__Task__
Your job is to return every line of the listing holding the string "imageops".

__Dataset records__
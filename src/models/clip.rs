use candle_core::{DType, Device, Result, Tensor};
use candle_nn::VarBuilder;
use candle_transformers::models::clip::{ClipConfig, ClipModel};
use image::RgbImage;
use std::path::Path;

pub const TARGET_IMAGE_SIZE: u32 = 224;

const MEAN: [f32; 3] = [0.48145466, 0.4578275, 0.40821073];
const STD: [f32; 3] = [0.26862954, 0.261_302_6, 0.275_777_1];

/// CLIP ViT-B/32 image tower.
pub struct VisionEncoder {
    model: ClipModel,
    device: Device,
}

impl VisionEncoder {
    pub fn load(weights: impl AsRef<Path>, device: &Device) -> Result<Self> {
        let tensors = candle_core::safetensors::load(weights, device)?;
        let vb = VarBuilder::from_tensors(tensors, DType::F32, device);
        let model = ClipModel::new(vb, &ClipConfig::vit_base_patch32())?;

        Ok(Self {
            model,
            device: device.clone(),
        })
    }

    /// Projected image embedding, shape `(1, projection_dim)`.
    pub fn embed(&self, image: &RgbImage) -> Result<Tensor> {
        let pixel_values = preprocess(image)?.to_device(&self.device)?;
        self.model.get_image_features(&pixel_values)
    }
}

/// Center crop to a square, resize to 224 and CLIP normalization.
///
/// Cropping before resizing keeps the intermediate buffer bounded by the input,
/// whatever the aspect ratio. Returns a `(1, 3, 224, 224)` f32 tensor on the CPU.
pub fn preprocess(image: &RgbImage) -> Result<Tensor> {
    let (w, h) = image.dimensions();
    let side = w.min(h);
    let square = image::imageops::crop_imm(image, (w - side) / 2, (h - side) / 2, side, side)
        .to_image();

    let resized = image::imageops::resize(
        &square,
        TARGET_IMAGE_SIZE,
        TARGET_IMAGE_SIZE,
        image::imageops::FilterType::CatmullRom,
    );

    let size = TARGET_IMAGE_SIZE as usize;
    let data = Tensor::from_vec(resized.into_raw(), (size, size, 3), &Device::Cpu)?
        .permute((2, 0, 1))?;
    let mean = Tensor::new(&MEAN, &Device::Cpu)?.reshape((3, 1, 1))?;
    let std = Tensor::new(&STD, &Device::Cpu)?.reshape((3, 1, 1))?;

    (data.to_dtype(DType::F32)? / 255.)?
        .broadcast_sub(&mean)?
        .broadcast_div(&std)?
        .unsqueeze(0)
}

__Answer for this exercise__
    let square = image::imageops::crop_imm(image, (w - side) / 2, (h - side) / 2, side, side)
    let resized = image::imageops::resize(
        image::imageops::FilterType::CatmullRom,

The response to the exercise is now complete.